Spain first competed in the 1900 Olympics in Paris. Since competing in 1920, they have only missed two Olympic games: the 1936 event in Berlin and the 1956 games in Melbourne (the latter in protest against the Soviet Union invading Hungary). They hosted the 1992 games in Barcelona, which readers of a certain age may remember for Linford Christie, Kriss Akabusi and Sally Gunnell. While Spain haven’t been as prolific in the medals table as the UK, they have quietly excelled at specific events.
The Comité Olímpico Español (or COE) puts Spain’s medal total at 141, but the International Olympic Committee puts it at 140. This is because the COE counts a silver medal won for live pigeon shooting in 1900, which the IOE doesn’t recognise.

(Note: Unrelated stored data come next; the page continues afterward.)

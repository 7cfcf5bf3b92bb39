use std::sync::Arc;

use tokio::sync::{mpsc, oneshot};

use crate::{
    resolve_tracks, ExportedState, MetadataResolver, RoomError, RoomId, RoomSignal, SignalLog,
    SignalOutcome, TrackId, UserSummary,
};

use super::controller::RoomMessage;

/// A handle to a running room. All signals and queries for the room go through it.
///
/// Signals sent to a terminated room are dropped, and queries fail.
#[derive(Clone)]
pub struct RoomHandle {
    room_id: RoomId,
    sender: mpsc::Sender<RoomMessage>,
    metadata: Arc<dyn MetadataResolver>,
}

impl RoomHandle {
    pub(crate) fn new(
        room_id: RoomId,
        sender: mpsc::Sender<RoomMessage>,
        metadata: Arc<dyn MetadataResolver>,
    ) -> Self {
        Self {
            room_id,
            sender,
            metadata,
        }
    }

    pub fn id(&self) -> &RoomId {
        &self.room_id
    }

    /// Whether the room stopped accepting signals
    pub fn is_terminated(&self) -> bool {
        self.sender.is_closed()
    }

    /// Sends a signal to the room and waits until it has been applied.
    pub async fn signal(&self, signal: RoomSignal) -> Result<SignalOutcome, RoomError> {
        let (reply, receiver) = oneshot::channel();

        if self
            .sender
            .send(RoomMessage::Signal { signal, reply })
            .await
            .is_err()
        {
            return Ok(SignalOutcome::Dropped);
        }

        receiver.await.unwrap_or(Ok(SignalOutcome::Dropped))
    }

    async fn query<T>(
        &self,
        message: impl FnOnce(oneshot::Sender<T>) -> RoomMessage,
    ) -> Result<T, RoomError> {
        let (reply, receiver) = oneshot::channel();
        let terminated = || RoomError::Terminated(self.room_id.clone());

        self.sender
            .send(message(reply))
            .await
            .map_err(|_| terminated())?;

        receiver.await.map_err(|_| terminated())
    }

    pub async fn play(&self, user_id: &str) -> Result<SignalOutcome, RoomError> {
        self.signal(RoomSignal::Play {
            user_id: user_id.to_string(),
        })
        .await
    }

    pub async fn pause(&self, user_id: &str) -> Result<SignalOutcome, RoomError> {
        self.signal(RoomSignal::Pause {
            user_id: user_id.to_string(),
        })
        .await
    }

    pub async fn go_to_next_track(&self, user_id: &str) -> Result<SignalOutcome, RoomError> {
        self.signal(RoomSignal::GoToNextTrack {
            user_id: user_id.to_string(),
        })
        .await
    }

    pub async fn join(
        &self,
        user_id: &str,
        device_id: &str,
        invited: bool,
    ) -> Result<SignalOutcome, RoomError> {
        self.signal(RoomSignal::Join {
            user_id: user_id.to_string(),
            device_id: device_id.to_string(),
            invited,
        })
        .await
    }

    pub async fn leave(&self, user_id: &str) -> Result<SignalOutcome, RoomError> {
        self.signal(RoomSignal::Leave {
            user_id: user_id.to_string(),
        })
        .await
    }

    pub async fn vote_for_track(
        &self,
        user_id: &str,
        track_id: &str,
    ) -> Result<SignalOutcome, RoomError> {
        self.signal(RoomSignal::VoteForTrack {
            user_id: user_id.to_string(),
            track_id: track_id.to_string(),
        })
        .await
    }

    /// Resolves the tracks, then suggests them to the room.
    /// Tracks that can't be resolved are reported as failed suggestions.
    pub async fn suggest_tracks(
        &self,
        user_id: &str,
        device_id: &str,
        track_ids: &[TrackId],
    ) -> Result<SignalOutcome, RoomError> {
        let resolution = resolve_tracks(&*self.metadata, track_ids).await;

        self.signal(RoomSignal::SuggestTracks {
            user_id: user_id.to_string(),
            device_id: device_id.to_string(),
            tracks: resolution.resolved,
            unresolved_track_ids: resolution.unresolved,
        })
        .await
    }

    pub async fn change_emitting_device(
        &self,
        user_id: &str,
        device_id: &str,
    ) -> Result<SignalOutcome, RoomError> {
        self.signal(RoomSignal::ChangeEmittingDevice {
            user_id: user_id.to_string(),
            device_id: device_id.to_string(),
        })
        .await
    }

    pub async fn update_user_fits_position_constraint(
        &self,
        user_id: &str,
        fits: bool,
    ) -> Result<SignalOutcome, RoomError> {
        self.signal(RoomSignal::UpdateUserFitsPositionConstraint {
            user_id: user_id.to_string(),
            fits,
        })
        .await
    }

    pub async fn update_delegation_owner(
        &self,
        emitter_user_id: &str,
        new_owner_user_id: &str,
    ) -> Result<SignalOutcome, RoomError> {
        self.signal(RoomSignal::UpdateDelegationOwner {
            emitter_user_id: emitter_user_id.to_string(),
            new_owner_user_id: new_owner_user_id.to_string(),
        })
        .await
    }

    pub async fn update_control_and_delegation_permission(
        &self,
        emitter_user_id: &str,
        target_user_id: &str,
        has_permission: bool,
    ) -> Result<SignalOutcome, RoomError> {
        self.signal(RoomSignal::UpdateControlAndDelegationPermission {
            emitter_user_id: emitter_user_id.to_string(),
            target_user_id: target_user_id.to_string(),
            has_permission,
        })
        .await
    }

    pub async fn terminate(&self) -> Result<SignalOutcome, RoomError> {
        self.signal(RoomSignal::Terminate).await
    }

    /// Returns the committed state of the room, with the information related to the user if given
    pub async fn get_state(&self, user_id: Option<&str>) -> Result<ExportedState, RoomError> {
        let user_id = user_id.map(str::to_string);

        self.query(|reply| RoomMessage::State { user_id, reply }).await
    }

    pub async fn get_users_list(&self) -> Result<Vec<UserSummary>, RoomError> {
        self.query(|reply| RoomMessage::Users { reply }).await
    }

    /// Returns a copy of every input the room processed so far
    pub async fn signal_log(&self) -> Result<SignalLog, RoomError> {
        self.query(|reply| RoomMessage::Log { reply }).await
    }
}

Indeed, the event only took place at the 1900 games. This is not because live pigeon shooting was deemed cruel and outdated, but because there was a cash prize for the event and so it was deemed un-Olympian. This was despite the top four shooters in a separate pigeon shooting competition deciding to split the prize money amongst themselves in a clearly sporting gesture.

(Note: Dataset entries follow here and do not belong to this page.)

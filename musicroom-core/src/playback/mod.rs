mod scripted;
mod timer;

use std::time::Duration;

use serde::{Deserialize, Serialize};
use thiserror::Error;
use tokio::sync::oneshot;

pub use scripted::*;
pub use timer::*;

use crate::Id;

pub type ClockHandleId = Id<ClockHandle>;

/// Represents a type that can time the playback of a single track.
///
/// A room starts the clock whenever a track begins or resumes, and suspends on the
/// returned [ClockHandle] until the track runs out or the room asks it to stop.
pub trait PlaybackClock
where
    Self: Send + Sync + 'static,
{
    /// Starts timing a track of `duration`, of which `offset` has already been played.
    fn start(&self, duration: Duration, offset: Duration) -> Result<ClockHandle, ClockError>;
}

#[derive(Debug, Clone, Error, PartialEq, Eq)]
pub enum ClockError {
    #[error("Playback clock is unavailable: {0}")]
    Unavailable(String),
    #[error("Playback clock stopped without reporting")]
    Dropped,
}

/// How a clock run ended.
#[derive(Debug, Clone, Copy, PartialEq, Eq, Serialize, Deserialize)]
#[serde(rename_all = "kebab-case")]
pub enum ClockStatus {
    /// The whole track was played.
    Finished,
    /// The clock was asked to stop before the track ended.
    Interrupted,
}

/// What a clock reports when it stops.
#[derive(Debug, Clone, Copy, PartialEq, Eq, Serialize, Deserialize)]
pub struct ClockReport {
    pub status: ClockStatus,
    /// How much of the track has been played in total, including the starting offset.
    pub elapsed: Duration,
}

impl ClockReport {
    pub fn finished(duration: Duration) -> Self {
        Self {
            status: ClockStatus::Finished,
            elapsed: duration,
        }
    }

    pub fn interrupted(elapsed: Duration) -> Self {
        Self {
            status: ClockStatus::Interrupted,
            elapsed,
        }
    }
}

/// A running clock. Dropping the handle abandons the clock without waiting for it.
#[derive(Debug)]
pub struct ClockHandle {
    pub id: ClockHandleId,
    report: oneshot::Receiver<ClockReport>,
    interrupt: Option<oneshot::Sender<()>>,
}

impl ClockHandle {
    /// Creates a handle from the channel the clock reports on,
    /// and the one it listens to for interruptions.
    pub fn new(
        report: oneshot::Receiver<ClockReport>,
        interrupt: Option<oneshot::Sender<()>>,
    ) -> Self {
        Self {
            id: ClockHandleId::new(),
            report,
            interrupt,
        }
    }

    /// Creates a handle that has already stopped with the given report.
    pub fn ready(report: ClockReport) -> Self {
        let (sender, receiver) = oneshot::channel();

        // The receiver is alive right here, so this can't fail
        let _ = sender.send(report);

        Self::new(receiver, None)
    }

    /// Waits for the clock to stop on its own.
    ///
    /// This is cancel safe, and must not be called again once it returned.
    pub async fn wait(&mut self) -> Result<ClockReport, ClockError> {
        (&mut self.report).await.map_err(|_| ClockError::Dropped)
    }

    /// Asks the clock to stop early and returns what it played.
    ///
    /// If the track ran out before the request arrived, the report says so.
    pub async fn interrupt(mut self) -> Result<ClockReport, ClockError> {
        if let Some(interrupt) = self.interrupt.take() {
            // An error means the clock already stopped and the report is waiting
            let _ = interrupt.send(());
        }

        self.report.await.map_err(|_| ClockError::Dropped)
    }
}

You may be surprised to read what sport Spain have the highest medal tally for: it’s sailing.
You may be unsurprised to learn how many Winter Olympic medals Spain have won: it’s two.
In their current Olympic team, the most famous medal winner is Rafael Nadal, the tennis player, who won a Gold in the Men’s doubles event. They have won thirteen medals thus far, with four of those being gold. They have won two golds in canoeing but no medals in sailing as of yet, with gold and bronze medals achieved in swimming.
Clearly, the Spanish take to water like a duck.